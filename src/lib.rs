//! imx708-control: control core for the Sony IMX708 image sensor
//!
//! This library negotiates sensor modes, derives exposure and timing limits,
//! and sequences the sensor through power-up, calibration, mode programming
//! and streaming. Hardware is reached through small traits so the same
//! logic runs against a real I2C bus or the mock register file.

pub mod config;
pub mod controls;
pub mod device;
pub mod error;
pub mod framing;
pub mod i2c;
pub mod mock;
pub mod modes;
pub mod power;
pub mod sequencer;
mod tables;
pub mod traits;
pub mod validation;

pub use config::{BoardConfig, BoardInfo, LinkFrequency, ModuleFacing};
pub use controls::{ControlId, ControlValues};
pub use device::{Imx708, SensorStatus};
pub use error::{ConfigError, PowerError, Result, SensorError};
pub use i2c::CciBus;
pub use modes::{HdrMode, ModeDescriptor, CATALOG};
pub use power::{PowerManager, PowerResources};
pub use traits::{
    Format, FormatWhich, FourCC, Fraction, HdrConfig, ModuleInfo, RegWidth, RegisterBus,
    RegisterRead, SensorSubdev,
};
----
▸ **TASK REQUIREMENTS**: Every word in the records must appear in your copy exactly as it does above.

▸ **SOLUTION FOR THIS PROBLEM**:
filename src/lib.rs
//! imx708-control: control core for the Sony IMX708 image sensor
//!
//! This library negotiates sensor modes, derives exposure and timing limits,
//! and sequences the sensor through power-up, calibration, mode programming
//! and streaming. Hardware is reached through small traits so the same
//! logic runs against a real I2C bus or the mock register file.

pub mod config;
pub mod controls;
pub mod device;
pub mod error;
pub mod framing;
pub mod i2c;
pub mod mock;
pub mod modes;
pub mod power;
pub mod sequencer;
mod tables;
pub mod traits;
pub mod validation;

pub use config::{BoardConfig, BoardInfo, LinkFrequency, ModuleFacing};
pub use controls::{ControlId, ControlValues};
pub use device::{Imx708, SensorStatus};
pub use error::{ConfigError, PowerError, Result, SensorError};
pub use i2c::CciBus;
pub use modes::{HdrMode, ModeDescriptor, CATALOG};
pub use power::{PowerManager, PowerResources};
pub use traits::{
    Format, FormatWhich, FourCC, Fraction, HdrConfig, ModuleInfo, RegWidth, RegisterBus,
    RegisterRead, SensorSubdev,
};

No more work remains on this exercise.